13.15: Some protists can make you very sick.

A parasite is an organism that lives in or on another organism, called a host, and damages it. A parasitic protist called Plasmodium that is transmitted by a mosquito is responsible for a worldwide epidemic disease—malaria. Malaria occurs in tropical parts of Africa, Asia, and Latin America, and it is common in the eastern Mediterranean as well. Between 350 million and 500 million people have clinical cases of malaria, and about 1 million people die of it each year. Malaria is the leading cause of death for children younger than 5 years old in sub-Saharan Africa; somewhere on the African continent, about every 30 seconds, a child dies of malaria.

Neither the incidence of malaria nor the rate of mortality has changed very much since Plasmodium was identified as the cause of malaria nearly a century ago. The reason for the lack of progress in combating malaria is the nature of Plasmodium—it has a complex development that makes it nearly invisible to the host’s immune system (FIGURE 13-23).
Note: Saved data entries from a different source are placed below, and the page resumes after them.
#![forbid(unsafe_code)]

//! The window top bar.
//!
//! A chrome sub-panel docked above its window: close and move-left /
//! move-right controls. Button widgets themselves are opaque content;
//! what matters here is placement, private-mode restyling, and action
//! fan-out to registered observers.

use visor_core::handle::PanelHandle;
use visor_placement::{Placement, SizeReference};

use crate::compositor::WidgetSnapshot;
use crate::panel::PanelCore;

const TOP_BAR_WIDTH: f32 = 340.0;
const TOP_BAR_HEIGHT: f32 = 40.0;
/// Vertical gap between the bar and the window's top edge, world units.
const TOP_BAR_WINDOW_MARGIN: f32 = 0.02;

/// Actions emitted by the top bar's buttons.
#[derive(Debug, Clone, Copy, PartialEq, Eq)]
pub enum TopBarAction {
    CloseWindow,
    MoveWindowLeft,
    MoveWindowRight,
}

/// Observer callback for top-bar actions.
pub type TopBarObserver = Box<dyn FnMut(TopBarAction)>;

/// The bar itself.
pub struct TopBar {
    core: PanelCore,
    private_mode: bool,
    attached_to: Option<PanelHandle>,
    observers: Vec<TopBarObserver>,
}

impl std::fmt::Debug for TopBar {
    fn fmt(&self, f: &mut std::fmt::Formatter<'_>) -> std::fmt::Result {
        f.debug_struct("TopBar")
            .field("core", &self.core)
            .field("private_mode", &self.private_mode)
            .field("attached_to", &self.attached_to)
            .field("observers", &self.observers.len())
            .finish()
    }
}

impl TopBar {
    /// Create a detached top bar.
    pub fn new(handle: PanelHandle, reference: &SizeReference) -> Self {
        let mut placement = Placement::new(TOP_BAR_WIDTH, TOP_BAR_HEIGHT, reference);
        // Docked above the parent: bar bottom-center on window top-center.
        placement.anchor_x = 0.5;
        placement.anchor_y = 1.0;
        placement.parent_anchor_x = 0.5;
        placement.parent_anchor_y = 0.0;
        placement.translation.y = -TOP_BAR_WINDOW_MARGIN;
        placement.opaque = false;
        Self {
            core: PanelCore::new(handle, placement),
            private_mode: false,
            attached_to: None,
            observers: Vec::new(),
        }
    }

    /// The bar's handle.
    pub fn handle(&self) -> PanelHandle {
        self.core.handle()
    }

    /// The bar's placement.
    pub fn placement(&self) -> &Placement {
        self.core.placement()
    }

    /// The window this bar is attached to, if any.
    pub fn attached_to(&self) -> Option<PanelHandle> {
        self.attached_to
    }

    /// Whether the bar is restyled for private browsing.
    pub fn private_mode(&self) -> bool {
        self.private_mode
    }

    /// Attach to a window by handle, adopting its private mode.
    pub fn attach_to_window(&mut self, window: PanelHandle, private_mode: bool) {
        if self.attached_to == Some(window) {
            return;
        }
        self.core.placement_mut().parent = Some(window);
        self.attached_to = Some(window);
        self.set_private_mode(private_mode);
    }

    /// Detach from the current window.
    pub fn detach_from_window(&mut self) {
        self.attached_to = None;
        self.core.placement_mut().parent = None;
    }

    /// Restyle the buttons for private browsing.
    pub fn set_private_mode(&mut self, private_mode: bool) {
        self.private_mode = private_mode;
    }

    /// Show or hide the bar.
    pub fn set_visible(&mut self, visible: bool) {
        self.core.placement_mut().visible = visible;
    }

    /// Register an action observer.
    pub fn add_observer(&mut self, observer: TopBarObserver) {
        self.observers.push(observer);
    }

    /// Report a button press to every observer.
    pub fn press(&mut self, action: TopBarAction) {
        for observer in &mut self.observers {
            observer(action);
        }
    }

    /// The {handle, placement, texture} tuple for the compositor.
    pub fn snapshot(&self) -> WidgetSnapshot {
        WidgetSnapshot {
            handle: self.core.handle(),
            placement: self.core.placement().clone(),
            texture: self.core.texture().cloned(),
        }
    }

    /// Release the bar's surface binding.
    pub fn release(&mut self) {
        self.core.release();
    }
}

#[cfg(test)]
mod tests {
    use super::*;
    use std::cell::RefCell;
    use std::rc::Rc;

    fn bar() -> TopBar {
        TopBar::new(PanelHandle::new(2).unwrap(), &SizeReference::default())
    }

    #[test]
    fn attach_adopts_parent_and_private_mode() {
        let mut bar = bar();
        let window = PanelHandle::new(1).unwrap();
        bar.attach_to_window(window, true);
        assert_eq!(bar.attached_to(), Some(window));
        assert_eq!(bar.placement().parent, Some(window));
        assert!(bar.private_mode());
        bar.detach_from_window();
        assert_eq!(bar.attached_to(), None);
        assert_eq!(bar.placement().parent, None);
    }

    #[test]
    fn reattaching_the_same_window_is_a_no_op() {
        let mut bar = bar();
        let window = PanelHandle::new(1).unwrap();
        bar.attach_to_window(window, true);
        // A second attach must not clobber externally updated styling.
        bar.set_private_mode(false);
        bar.attach_to_window(window, true);
        assert!(!bar.private_mode());
    }

    #[test]
    fn press_notifies_every_observer() {
        let mut bar = bar();
        let seen = Rc::new(RefCell::new(Vec::new()));
        for _ in 0..2 {
            let seen = Rc::clone(&seen);
            bar.add_observer(Box::new(move |action| seen.borrow_mut().push(action)));
        }
        bar.press(TopBarAction::MoveWindowLeft);
        assert_eq!(
            *seen.borrow(),
            vec![TopBarAction::MoveWindowLeft, TopBarAction::MoveWindowLeft]
        );
    }

    #[test]
    fn docked_above_the_window() {
        let bar = bar();
        let p = bar.placement();
        assert_eq!((p.anchor_x, p.anchor_y), (0.5, 1.0));
        assert_eq!((p.parent_anchor_x, p.parent_anchor_y), (0.5, 0.0));
        assert!(!p.opaque);
    }
}
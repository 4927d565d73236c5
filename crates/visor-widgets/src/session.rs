#![forbid(unsafe_code)]

//! The session-multiplexer boundary.
//!
//! Sessions, displays, and text-input binding are owned by the content
//! engine's multiplexer; this module defines only the interface the
//! window core consumes. Engine-side callbacks do not call into windows
//! directly — they queue [`SessionEvent`]s that the owner thread drains
//! through [`SessionMultiplexer::drain_events`] and dispatches from the
//! widget registry, keeping all window state single-threaded.

use std::fmt;

use visor_core::event::{HoverEvent, PointerEvent};
use visor_core::handle::PanelHandle;

use visor_render::surface::TextureHandle;

/// Identifier of a window, minted by the registry.
#[derive(Debug, Clone, Copy, PartialEq, Eq, Hash, PartialOrd, Ord)]
pub struct WindowId(pub u32);

impl fmt::Display for WindowId {
    fn fmt(&self, f: &mut fmt::Formatter<'_>) -> fmt::Result {
        write!(f, "window {}", self.0)
    }
}

/// Identifier of a content session, minted by the multiplexer.
#[derive(Debug, Clone, Copy, PartialEq, Eq, Hash, PartialOrd, Ord)]
pub struct SessionId(pub u64);

/// Identifier of an acquired display, minted by the multiplexer.
#[derive(Debug, Clone, Copy, PartialEq, Eq, Hash, PartialOrd, Ord)]
pub struct DisplayId(pub u64);

/// Identifier of a pending prompt, minted by the multiplexer.
#[derive(Debug, Clone, Copy, PartialEq, Eq, Hash)]
pub struct PromptId(pub u64);

/// The region of a surface a display renders into, in texture pixels.
///
/// Windows inset the viewport by their transparent border so content
/// never paints under the fade margin.
#[derive(Debug, Clone, Copy, PartialEq, Eq, Default)]
pub struct Viewport {
    pub x: u32,
    pub y: u32,
    pub width: u32,
    pub height: u32,
}

impl Viewport {
    /// Full-surface viewport inset by a uniform border.
    pub fn inset(surface_width: u32, surface_height: u32, border: u32) -> Self {
        Self {
            x: border.min(surface_width / 2),
            y: border.min(surface_height / 2),
            width: surface_width.saturating_sub(border * 2).max(1),
            height: surface_height.saturating_sub(border * 2).max(1),
        }
    }
}

/// Errors surfaced by the multiplexer.
#[derive(Debug, Clone, Copy, PartialEq, Eq)]
pub enum SessionError {
    /// The session id does not resolve (already destroyed).
    UnknownSession(SessionId),
    /// The display id does not resolve (already released).
    UnknownDisplay(DisplayId),
}

impl fmt::Display for SessionError {
    fn fmt(&self, f: &mut fmt::Formatter<'_>) -> fmt::Result {
        match self {
            Self::UnknownSession(id) => write!(f, "unknown session {}", id.0),
            Self::UnknownDisplay(id) => write!(f, "unknown display {}", id.0),
        }
    }
}

impl std::error::Error for SessionError {}

/// Content of a prompt requested by a session.
#[derive(Debug, Clone, PartialEq, Eq)]
pub enum PromptRequest {
    /// Informational alert with a single dismiss action.
    Alert { title: String, message: String },
    /// Confirmation with caller-provided button labels.
    Confirm {
        title: String,
        message: String,
        buttons: Vec<String>,
    },
    /// Single-line text entry.
    Text {
        title: String,
        message: String,
        default_text: String,
    },
    /// Credential entry.
    Auth { title: String, message: String },
    /// Selection from a list of choices.
    Choice {
        title: String,
        message: String,
        choices: Vec<String>,
    },
}

/// The user's resolution of a prompt.
#[derive(Debug, Clone, PartialEq, Eq)]
pub enum PromptResponse {
    /// Dismissed without a choice.
    Dismissed,
    /// A button index from a confirm prompt.
    Button(usize),
    /// Entered text.
    Text(String),
    /// Entered credentials.
    Credentials { username: String, password: String },
    /// A choice index.
    Choice(usize),
}

/// Engine-side callback, funneled onto the owner thread.
#[derive(Debug, Clone, PartialEq)]
pub enum SessionEvent {
    /// The multiplexer promoted a different session to current.
    CurrentSessionChanged {
        window: WindowId,
        session: SessionId,
    },
    /// A session requested a prompt.
    Prompt {
        window: WindowId,
        prompt: PromptId,
        request: PromptRequest,
    },
    /// A session requested a context menu at the last pointer position.
    ContextMenu {
        window: WindowId,
        link_uri: Option<String>,
    },
    /// The first frame of content was composited.
    FirstComposite { window: WindowId },
    /// The session navigated.
    LocationChanged { window: WindowId, uri: String },
    /// Playable video appeared or disappeared.
    VideoAvailabilityChanged { window: WindowId, available: bool },
    /// Network connectivity changed for a window's session.
    ConnectivityChanged { window: WindowId, online: bool },
}

/// The multiplexer interface consumed by windows.
///
/// Implementations live outside this core (the content engine); the
/// in-memory double used by the test suites is in [`crate::testing`].
pub trait SessionMultiplexer {
    /// Create the initial session for a window.
    fn create_session(&mut self, window: WindowId, private_mode: bool) -> SessionId;

    /// The session a window currently shows.
    fn current_session(&mut self, window: WindowId) -> Option<SessionId>;

    /// Tear down every session belonging to a window.
    fn destroy_sessions(&mut self, window: WindowId);

    /// Acquire a display from a session.
    fn acquire_display(&mut self, session: SessionId) -> Result<DisplayId, SessionError>;

    /// Release a previously acquired display.
    fn release_display(
        &mut self,
        session: SessionId,
        display: DisplayId,
    ) -> Result<(), SessionError>;

    /// Attach a display to a texture surface viewport.
    fn surface_changed(
        &mut self,
        display: DisplayId,
        surface: &TextureHandle,
        viewport: Viewport,
    ) -> Result<(), SessionError>;

    /// Detach a display from its surface, pausing compositor output.
    fn surface_destroyed(&mut self, display: DisplayId);

    /// Route the session's text input to a panel, or to nowhere.
    fn bind_text_input(&mut self, session: SessionId, target: Option<PanelHandle>);

    /// Mark a session active or inactive.
    fn set_active(&mut self, session: SessionId, active: bool);

    /// Whether a session runs in private mode.
    fn is_private(&self, session: SessionId) -> bool;

    /// Whether a session can navigate back.
    fn can_go_back(&self, session: SessionId) -> bool;

    /// Navigate a session back.
    fn go_back(&mut self, session: SessionId);

    /// Load a URI in a session.
    fn load_uri(&mut self, session: SessionId, uri: &str);

    /// Forward a pointer event into a session's content.
    fn forward_pointer(
        &mut self,
        session: SessionId,
        event: &PointerEvent,
    ) -> Result<(), SessionError>;

    /// Forward a hover event into a session's content.
    fn forward_hover(
        &mut self,
        session: SessionId,
        event: &HoverEvent,
    ) -> Result<(), SessionError>;

    /// Report a prompt's resolution back to the engine.
    fn complete_prompt(&mut self, prompt: PromptId, response: PromptResponse);

    /// Drain queued engine events; called from the owner thread only.
    fn drain_events(&mut self) -> Vec<SessionEvent>;
}

#[cfg(test)]
mod tests {
    use super::Viewport;

    #[test]
    fn viewport_inset_subtracts_border_on_all_sides() {
        let vp = Viewport::inset(1280, 720, 10);
        assert_eq!(
            vp,
            Viewport {
                x: 10,
                y: 10,
                width: 1260,
                height: 700
            }
        );
    }

    #[test]
    fn viewport_inset_survives_oversized_borders() {
        let vp = Viewport::inset(20, 10, 50);
        assert!(vp.width >= 1);
        assert!(vp.height >= 1);
        assert!(vp.x <= 10);
    }
}
#![forbid(unsafe_code)]

//! Panels, windows, and session multiplexing.
//!
//! # Role in Visor
//! `visor-widgets` is the stateful coordination layer: the
//! [`PanelCore`](panel::PanelCore) base abstraction, the
//! [`Window`](window::Window) that multiplexes one texture between a
//! content session and a local overlay view, the transient
//! [`OverlayPanel`](overlay::OverlayPanel)s, and the
//! [`Windows`](registry::Windows) arena that dispatches engine events
//! and feeds the 3D compositor.
//!
//! # Threading
//! Everything in this crate runs on a single owner thread. The two
//! cross-thread handoffs (frame publication, engine event delivery) are
//! handled in `visor-render` and at the
//! [`drain_events`](session::SessionMultiplexer::drain_events) funnel.

pub mod compositor;
pub mod overlay;
pub mod panel;
pub mod registry;
pub mod session;
pub mod settings;
pub mod topbar;
pub mod view;
pub mod window;

pub mod testing;

pub use compositor::{CompositorSink, PerformanceHint, WidgetSnapshot};
pub use overlay::{OverlayContent, OverlayKind, OverlayPanel};
pub use panel::{PanelCore, PanelError, PanelState, ShowFocus};
pub use registry::{
    DEFAULT_MAX_WINDOWS, FocusTracker, RegistryError, SinkInterest, WindowContext, Windows,
};
pub use session::{
    DisplayId, PromptId, PromptRequest, PromptResponse, SessionError, SessionEvent, SessionId,
    SessionMultiplexer, Viewport, WindowId,
};
pub use settings::{PRIVATE_HOME_URI, WindowSettings};
pub use topbar::{TopBar, TopBarAction};
pub use view::{BookmarksView, ViewError, ViewHost};
pub use window::{BookmarkObserver, SurfaceOwner, Window, WindowPlacement};
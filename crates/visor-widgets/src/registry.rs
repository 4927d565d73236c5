#![forbid(unsafe_code)]

//! The window registry: an arena of windows addressed by handle.
//!
//! The registry owns every window, mints panel handles, tracks focus,
//! and pumps queued session events onto their target windows. External
//! services — the session multiplexer and the 3D compositor — are owned
//! by the embedder and threaded through every mutating operation as a
//! [`WindowContext`]; there is no global registry singleton.
//!
//! Event dispatch is per concern: a window receives only the event
//! categories its [`SinkInterest`] registration covers, replacing the
//! source design's many-callback-interfaces-on-one-object pattern.

use std::fmt;

use bitflags::bitflags;
use rustc_hash::FxHashMap;

use visor_core::handle::{HandleAllocator, PanelHandle};

use crate::compositor::{CompositorSink, WidgetSnapshot};
use crate::panel::ShowFocus;
use crate::session::{SessionEvent, SessionMultiplexer, WindowId};
use crate::settings::WindowSettings;
use crate::window::Window;

bitflags! {
    /// Event concerns a window can register for.
    #[derive(Debug, Clone, Copy, PartialEq, Eq)]
    pub struct SinkInterest: u8 {
        /// Current-session promotion.
        const SESSION_CHANGE = 1 << 0;
        /// Prompt requests.
        const PROMPTS = 1 << 1;
        /// Content events (context menu, first composite, connectivity).
        const CONTENT = 1 << 2;
        /// Navigation events.
        const NAVIGATION = 1 << 3;
        /// Media events (video availability).
        const MEDIA = 1 << 4;
    }
}

/// Input focus holder, tracked by panel handle.
#[derive(Debug, Default)]
pub struct FocusTracker {
    focused: Option<PanelHandle>,
}

impl FocusTracker {
    /// Move focus to a panel.
    pub fn request(&mut self, handle: PanelHandle) {
        self.focused = Some(handle);
    }

    /// Drop focus if this panel holds it.
    pub fn clear(&mut self, handle: PanelHandle) {
        if self.focused == Some(handle) {
            self.focused = None;
        }
    }

    /// The focused panel, if any.
    pub fn focused(&self) -> Option<PanelHandle> {
        self.focused
    }
}

/// The services a window operation runs against.
///
/// Both trait objects are owned by the embedder, constructed once at
/// process start, and borrowed per call.
pub struct WindowContext<'a> {
    pub sessions: &'a mut dyn SessionMultiplexer,
    pub compositor: &'a mut dyn CompositorSink,
    pub focus: &'a mut FocusTracker,
    pub handles: &'a mut HandleAllocator,
}

/// Registry-level failures.
#[derive(Debug, Clone, Copy, PartialEq, Eq)]
pub enum RegistryError {
    /// The window-count cap was reached.
    WindowLimit {
        /// The configured maximum.
        max_windows: usize,
    },
}

impl fmt::Display for RegistryError {
    fn fmt(&self, f: &mut fmt::Formatter<'_>) -> fmt::Result {
        match self {
            Self::WindowLimit { max_windows } => {
                write!(f, "window limit of {max_windows} reached")
            }
        }
    }
}

impl std::error::Error for RegistryError {}

/// Default window-count cap.
pub const DEFAULT_MAX_WINDOWS: usize = 3;

/// Arena of windows, indexed by window id and panel handle.
pub struct Windows {
    windows: FxHashMap<WindowId, Window>,
    handles: HandleAllocator,
    focus: FocusTracker,
    settings: WindowSettings,
    next_window_id: u32,
    max_windows: usize,
}

impl fmt::Debug for Windows {
    fn fmt(&self, f: &mut fmt::Formatter<'_>) -> fmt::Result {
        f.debug_struct("Windows")
            .field("count", &self.windows.len())
            .field("focused", &self.focus.focused())
            .field("max_windows", &self.max_windows)
            .finish()
    }
}

impl Windows {
    /// Create an empty registry with the given construction settings.
    pub fn new(settings: WindowSettings) -> Self {
        Self {
            windows: FxHashMap::default(),
            handles: HandleAllocator::new(),
            focus: FocusTracker::default(),
            settings,
            next_window_id: 1,
            max_windows: DEFAULT_MAX_WINDOWS,
        }
    }

    /// Override the window-count cap.
    pub fn set_max_windows(&mut self, max_windows: usize) {
        self.max_windows = max_windows.max(1);
    }

    /// Number of live windows.
    pub fn len(&self) -> usize {
        self.windows.len()
    }

    /// Whether the registry holds no windows.
    pub fn is_empty(&self) -> bool {
        self.windows.is_empty()
    }

    /// The focused panel, if any.
    pub fn focused(&self) -> Option<PanelHandle> {
        self.focus.focused()
    }

    /// Request focus for a panel handle.
    pub fn request_focus(&mut self, handle: PanelHandle) {
        self.focus.request(handle);
    }

    /// A window by id.
    pub fn window(&self, id: WindowId) -> Option<&Window> {
        self.windows.get(&id)
    }

    /// A window by id, mutably.
    pub fn window_mut(&mut self, id: WindowId) -> Option<&mut Window> {
        self.windows.get_mut(&id)
    }

    /// Find the window owning a panel handle (window panel or top bar).
    pub fn window_by_handle(&self, handle: PanelHandle) -> Option<&Window> {
        self.windows
            .values()
            .find(|w| w.handle() == handle || w.top_bar().handle() == handle)
    }

    /// Open a new window, showing it with focus.
    ///
    /// At the cap, the front-most window gets the limit dialog instead
    /// and an error is returned.
    pub fn open_window(
        &mut self,
        sessions: &mut dyn SessionMultiplexer,
        compositor: &mut dyn CompositorSink,
        private_mode: bool,
    ) -> Result<WindowId, RegistryError> {
        if self.windows.len() >= self.max_windows {
            let max_windows = self.max_windows;
            let front = self.windows.keys().min().copied();
            if let Some(window) = front.and_then(|id| self.windows.get_mut(&id)) {
                let mut ctx = WindowContext {
                    sessions,
                    compositor,
                    focus: &mut self.focus,
                    handles: &mut self.handles,
                };
                window.show_max_windows_dialog(&mut ctx, max_windows);
            }
            return Err(RegistryError::WindowLimit { max_windows });
        }
        let id = WindowId(self.next_window_id);
        self.next_window_id += 1;
        let mut ctx = WindowContext {
            sessions,
            compositor,
            focus: &mut self.focus,
            handles: &mut self.handles,
        };
        let mut window = Window::new(id, &mut ctx, &self.settings, private_mode);
        window.show(&mut ctx, ShowFocus::Request);
        self.windows.insert(id, window);
        Ok(id)
    }

    /// Close and remove a window.
    pub fn close_window(
        &mut self,
        sessions: &mut dyn SessionMultiplexer,
        compositor: &mut dyn CompositorSink,
        id: WindowId,
    ) {
        let Some(mut window) = self.windows.remove(&id) else {
            tracing::debug!(%id, "close of unknown window ignored");
            return;
        };
        let mut ctx = WindowContext {
            sessions,
            compositor,
            focus: &mut self.focus,
            handles: &mut self.handles,
        };
        window.close(&mut ctx);
    }

    /// Run an operation on one window with a full service context.
    pub fn with_window<R>(
        &mut self,
        sessions: &mut dyn SessionMultiplexer,
        compositor: &mut dyn CompositorSink,
        id: WindowId,
        op: impl FnOnce(&mut Window, &mut WindowContext<'_>) -> R,
    ) -> Option<R> {
        let window = self.windows.get_mut(&id)?;
        let mut ctx = WindowContext {
            sessions,
            compositor,
            focus: &mut self.focus,
            handles: &mut self.handles,
        };
        Some(op(window, &mut ctx))
    }

    /// Drain engine events and dispatch them on the owner thread.
    ///
    /// Each event reaches its window only if the window registered the
    /// matching concern. Events for unknown windows are logged no-ops.
    pub fn pump_session_events(
        &mut self,
        sessions: &mut dyn SessionMultiplexer,
        compositor: &mut dyn CompositorSink,
    ) {
        for event in sessions.drain_events() {
            let id = match &event {
                SessionEvent::CurrentSessionChanged { window, .. }
                | SessionEvent::Prompt { window, .. }
                | SessionEvent::ContextMenu { window, .. }
                | SessionEvent::FirstComposite { window }
                | SessionEvent::LocationChanged { window, .. }
                | SessionEvent::VideoAvailabilityChanged { window, .. }
                | SessionEvent::ConnectivityChanged { window, .. } => *window,
            };
            let Some(window) = self.windows.get_mut(&id) else {
                tracing::debug!(%id, ?event, "event for unknown window dropped");
                continue;
            };
            let interests = window.interests();
            let mut ctx = WindowContext {
                sessions: &mut *sessions,
                compositor: &mut *compositor,
                focus: &mut self.focus,
                handles: &mut self.handles,
            };
            match event {
                SessionEvent::CurrentSessionChanged { session, .. } => {
                    if interests.contains(SinkInterest::SESSION_CHANGE) {
                        window.on_current_session_changed(&mut ctx, session);
                    }
                }
                SessionEvent::Prompt {
                    prompt, request, ..
                } => {
                    if interests.contains(SinkInterest::PROMPTS) {
                        window.on_prompt(&mut ctx, prompt, request);
                    }
                }
                SessionEvent::ContextMenu { link_uri, .. } => {
                    if interests.contains(SinkInterest::CONTENT) {
                        window.on_context_menu(&mut ctx, link_uri);
                    }
                }
                SessionEvent::FirstComposite { .. } => {
                    if interests.contains(SinkInterest::CONTENT) {
                        window.on_first_composite();
                    }
                }
                SessionEvent::LocationChanged { uri, .. } => {
                    if interests.contains(SinkInterest::NAVIGATION) {
                        window.on_location_changed(&mut ctx, &uri);
                    }
                }
                SessionEvent::VideoAvailabilityChanged { available, .. } => {
                    if interests.contains(SinkInterest::MEDIA) {
                        window.on_video_availability_changed(&mut ctx, available);
                    }
                }
                SessionEvent::ConnectivityChanged { online, .. } => {
                    if interests.contains(SinkInterest::CONTENT) {
                        window.on_connectivity_changed(&mut ctx, online);
                    }
                }
            }
        }
    }

    /// Per-frame {handle, placement, texture} tuples for every visible
    /// panel: windows, their top bars, and live overlays.
    pub fn visible_snapshots(&self) -> Vec<WidgetSnapshot> {
        let mut out = Vec::new();
        let mut ids: Vec<WindowId> = self.windows.keys().copied().collect();
        ids.sort_unstable();
        for id in ids {
            let window = &self.windows[&id];
            if window.placement().visible {
                out.push(window.snapshot());
            }
            if window.top_bar().placement().visible {
                out.push(window.top_bar().snapshot());
            }
            for overlay in window.overlays().filter(|overlay| overlay.is_visible()) {
                out.push(overlay.snapshot());
            }
        }
        out
    }
}
#![forbid(unsafe_code)]

//! Render bridge: 2D paint output redirected into off-screen textures.
//!
//! # Role in Visor
//! `visor-render` carries pixels from a panel's 2D content to the 3D
//! compositor. A [`TextureSurface`](surface::TextureSurface) is the
//! consumer-owned target; a [`RenderBridge`](bridge::RenderBridge) claims
//! it, paints whole frames into a software back buffer, and publishes
//! each committed frame through a lock-free front-buffer swap.
//!
//! # Primary responsibilities
//! - **PixelBuffer**: the software canvas frames are painted into.
//! - **TextureSurface / TextureHandle**: externally owned texture target,
//!   weakly referenced by panels, with single-consumer claim tracking.
//! - **RenderBridge / FramePaint**: the begin/commit frame protocol with
//!   exactly-once commit on every exit path.
//!
//! # How it fits in the system
//! Panels in `visor-widgets` own one bridge per bound texture. The 3D
//! compositor thread calls [`TextureSurface::sample`](surface::TextureSurface::sample)
//! once per frame; the publish-then-sample contract is carried entirely
//! by the front-buffer swap, never by ad hoc flags.

pub mod bridge;
pub mod pixels;
pub mod surface;

pub use bridge::{BridgeError, FramePaint, RenderBridge};
pub use pixels::{Argb, PixelBuffer};
pub use surface::{ClaimKind, SurfaceClaim, TextureHandle, TextureSurface};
Figure 13.23: Malaria-infected blood cells and sickled blood cells. The malaria parasite grows inside red blood cells and destroys them. Because sickle-cell trait changes the shape of some red blood cells, these cells resist infection by malaria parasites.

The human immune system has a difficult time fighting a malarial infection because, to survive from one generation to the next, Plasmodium parasites go through a series of distinct developmental stages. And as the Plasmodium cells change from one stage to another, the parasite produces different cell surface proteins. Thus Plasmodium stays ahead of the human immune system by constantly changing the way it appears.

Although the immune system doesn’t usually have much success fighting malarial infection, some individuals produce red blood cells that are inhospitable to Plasmodium, conferring a resistance to the malaria-causing protist. These individuals carry an allele, called HbS, which (as we learned in Chapter 7) codes for a variant of the normal adult hemoglobin that causes hemoglobin molecules to stick together in long chains that distort the red blood cell (see Figure 13-23), giving the cell a sickled shape. The sickled red blood cells leak substances that are essential to Plasmodium, making the cells inhospitable to the parasite. Although carrying a copy of the HbS allele confers resistance to malaria, individuals who carry two copies of the HbS allele suffer from sickle-cell anemia—a severely debilitating genetic disease. Individuals with a single HbS allele are said to have “sickle-cell trait.”

TAKE-HOME MESSAGE 13.15

Some protists cause debilitating diseases. Plasmodium, the protist responsible for malaria, is one of these. Plasmodium has characteristics that protect it from the human immune system, but some humans do have a defense against malaria: people with sickle-cell trait make red blood cells that are inhospitable to the parasite.

About 1 million people die each year of malaria. Unfortunately, there has been very little progress in combating this disease. Why is this the case?